This website is an open educational resource to help researchers learn to program using the Python programming language. It is maintained by Andy Turner and is based on learning resources developed for GEOG5990, GEOG5991 and GEOG5995 modules taught at The University of Leeds (the old course materials may still be available via: https://www.geog.leeds.ac.uk/courses/computing/).
The website is generated by some bespoke Java code which generates a site based on standard HTML, CSS and JavaScript. Please raise issues/submit pull requests via the agdturner-github-io GitHub repository (which contains the generated output) and/or the agdturner-github-io-generator GitHub repository (the Java that generates the website content) to help.
Each page in the site has a button at the top to change between a lighter and darker page style, then a navigation section that links to the other pages. The pages are sequential and also link to the next page after the pages main content.
The Index page is a glossary of terms that links back to page sections where terms are used.
The References page is a useful list of references and links to other resources.
Pages with multiple sections have a contents towards the top that links to those sections.
To get the most from the learning resources, work your way through the pages and undertake practical exercises as directed.
General computer programming language concepts, including:
Python language development and limitations.
The Python Read Evaluate Print Loop (REPL) environment.
Running Python programs via the command line.
Using Jupyter Notebook.
Python containers including; lists, tuples and dictionaries.
Python docstring syntax.
Python program input and output.
Structuring and organising Python code into Classes, Modules, and Packages.
Python environment management using Conda and venv.
Using the Python 3 Library.
Using third party packages available via the Python Package Index.
You will learn about:
Computer programming mostly involves computational thinking, planning, problem solving and testing. It is often helpful to break a task into smaller subtasks, and gradually develop an implementation. Often good solutions to coding tasks involve doing things repeatedly for a given sequence of things.
If you are new to computer programming, there is quite a lot of terminology to get used to, some is generic to programming, some is specific to Python.
There are some key concepts which may take a few attempts to get used to and comprehensively understand.

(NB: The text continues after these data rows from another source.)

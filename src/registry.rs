use std::collections::HashMap;

use crate::path::ListPath;
use crate::tree::DirId;
use crate::tree::DirType;
use crate::tree::Tree;

/// One registered directory.
#[derive(Debug, Clone, Copy, PartialEq, Eq)]
pub struct RegistryEntry {
    /// The directory. May be stale if the directory was pruned since.
    pub dir: DirId,
    /// Set when the content of the directory was loaded, not just announced.
    pub visited: bool,
}

/// Lowercase network path to directory map.
///
/// Every directory materialized by a partial load is recorded together with
/// a `visited` flag. A second payload for a visited path replaces the old
/// content instead of being merged into it.
#[derive(Debug, Default, Clone)]
pub struct PathRegistry {
    entries: HashMap<String, RegistryEntry>,
}

impl PathRegistry {
    /// Creates an empty registry.
    pub fn new() -> Self {
        Self::default()
    }

    /// Number of registered paths.
    pub fn len(&self) -> usize {
        self.entries.len()
    }

    /// Returns true when nothing is registered.
    pub fn is_empty(&self) -> bool {
        self.entries.is_empty()
    }

    /// Entry registered under `key` (see [`ListPath::registry_key`]).
    pub fn get(&self, key: &str) -> Option<&RegistryEntry> {
        self.entries.get(key)
    }

    /// Live directory registered under `key`.
    pub fn lookup(&self, tree: &Tree, key: &str) -> Option<DirId> {
        self.entries
            .get(key)
            .map(|e| e.dir)
            .filter(|d| tree.contains(*d))
    }

    /// Returns true when the content under `key` has been loaded.
    pub fn is_visited(&self, key: &str) -> bool {
        self.entries.get(key).is_some_and(|e| e.visited)
    }

    /// Registers `dir` under `key`, replacing any earlier entry.
    pub fn insert(&mut self, key: impl Into<String>, dir: DirId, visited: bool) {
        self.entries
            .insert(key.into(), RegistryEntry { dir, visited });
    }

    /// Drops every entry.
    pub fn clear(&mut self) {
        self.entries.clear();
    }

    /// Drops the entries strictly below `key`; the entry of `key` itself
    /// stays.
    pub fn remove_below(&mut self, key: &str) {
        self.entries
            .retain(|k, _| !(k.len() > key.len() && k.starts_with(key)));
    }
}

/// Prepares the tree for a partial payload rooted at `base`.
///
/// Returns true when the payload replaces earlier content, either because
/// `reload_all` is set or because `base` was visited before. In that case
/// the old content is dropped first: the whole tree and registry for
/// `reload_all`, otherwise the children of `base` and the registry entries
/// below it.
pub fn prepare_partial(
    tree: &mut Tree,
    registry: &mut PathRegistry,
    base: &ListPath,
    reload_all: bool,
) -> bool {
    let key = base.registry_key();
    let reloading = reload_all || registry.is_visited(&key);
    if !reloading {
        return false;
    }

    if reload_all {
        registry.clear();
        let root = tree.root();
        tree.clear_all(root);
        tree[root].set_type(DirType::IncompleteWithChildren);
    } else if let Some(dir) = tree.find_directory(base) {
        let d = &tree[dir];
        if !d.directories().is_empty() || !d.files().is_empty() {
            tree.clear_all(dir);
            registry.remove_below(&key);
        }
    }
    true
}

#[cfg(test)]
mod tests {
    use super::*;
    use crate::hash::Tth;
    use crate::tree::Directory;
    use crate::tree::File;

    fn path(s: &str) -> ListPath {
        ListPath::from_adc(s).unwrap()
    }

    #[test]
    fn remove_below_keeps_the_base() {
        let tree = Tree::new();
        let mut reg = PathRegistry::new();
        for key in ["/a/", "/a/b/", "/a/b/c/", "/ab/"] {
            reg.insert(key, tree.root(), true);
        }
        reg.remove_below("/a/");
        assert!(reg.get("/a/").is_some());
        assert!(reg.get("/a/b/").is_none());
        assert!(reg.get("/a/b/c/").is_none());
        assert!(reg.get("/ab/").is_some());
    }

    #[test]
    fn stale_entries_do_not_resolve() {
        let mut tree = Tree::new();
        let root = tree.root();
        let a = tree.add_directory(root, Directory::new("A", DirType::Normal));
        let mut reg = PathRegistry::new();
        reg.insert("/a/", a, true);
        assert_eq!(reg.lookup(&tree, "/a/"), Some(a));
        tree.remove_directory(a);
        assert_eq!(reg.lookup(&tree, "/a/"), None);
    }

    #[test]
    fn unvisited_base_merges() {
        let mut tree = Tree::new();
        let mut reg = PathRegistry::new();
        let root = tree.root();
        let a = tree.add_directory(root, Directory::new("A", DirType::IncompleteWithChildren));
        reg.insert("/a/", a, false);
        assert!(!prepare_partial(&mut tree, &mut reg, &path("/A/"), false));
        assert!(tree.contains(a));
    }

    #[test]
    fn visited_base_is_cleared() {
        let mut tree = Tree::new();
        let mut reg = PathRegistry::new();
        let root = tree.root();
        let a = tree.add_directory(root, Directory::new("A", DirType::Normal));
        let b = tree.add_directory(a, Directory::new("B", DirType::Normal));
        tree.add_file(a, File::new("f", 1, Tth::default()));
        reg.insert("/a/", a, true);
        reg.insert("/a/b/", b, true);

        assert!(prepare_partial(&mut tree, &mut reg, &path("/A/"), false));
        assert!(tree.contains(a));
        assert!(!tree.contains(b));
        assert_eq!(tree[a].file_count(), 0);
        assert!(reg.get("/a/b/").is_none());
        assert!(reg.get("/a/").is_some());
    }

    #[test]
    fn reload_all_resets_everything() {
        let mut tree = Tree::new();
        let mut reg = PathRegistry::new();
        let root = tree.root();
        let a = tree.add_directory(root, Directory::new("A", DirType::Normal));
        reg.insert("/a/", a, true);
        assert!(prepare_partial(&mut tree, &mut reg, &ListPath::root(), true));
        assert!(reg.is_empty());
        assert_eq!(tree.len(), 1);
        assert_eq!(tree[root].dir_type(), DirType::IncompleteWithChildren);
    }
}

Develop your understanding through practise and by reading.
Be experimental - test your understanding by testing things do what you expect. If things do not do what you expect, try to understand why. Encountering an exception error fault or failure is a learning opportunity that should not be ignored!
A key to coding is learning to be able to interpret error messages and understand why they occur. If a program unexpectedly raises an exception, then try to diagnose why this occurred. Ignoring error messages is nearly always a mistake!
Be cautious and only run code you trust.
The webpages with names starting 'ABM' are a sequence of practicals that progress the development of a basic spatial Agent Based Model. The ABM is a simple digital simulation model of semi-autonomous spatial entities that move in an environment, interacting with the environment and each other.
Developing the ABM by following instructions puts into practise some of the theory encountered. By the end of the practicals, you should have ABM model code that has a basic GUI, reads in data from local files and from the Web, and produces an animation, data files and user friendly messages.
The aim is that after completing the last ABM practical, you will have sufficient knowledge and skill to develop the model in interesting ways without being given detailed instructions.
Do not expect to master python by the end of this course. Usually this takes many thousands of hours of practice over several years.
Try to enjoy the learning journey, the challenges and the rewards. Learning to program and learning Python is empowering!
All the software used in this course is Free and Open Source Software (FOSS) - available to download and install on Linux, Microsoft Windows, and MacOS.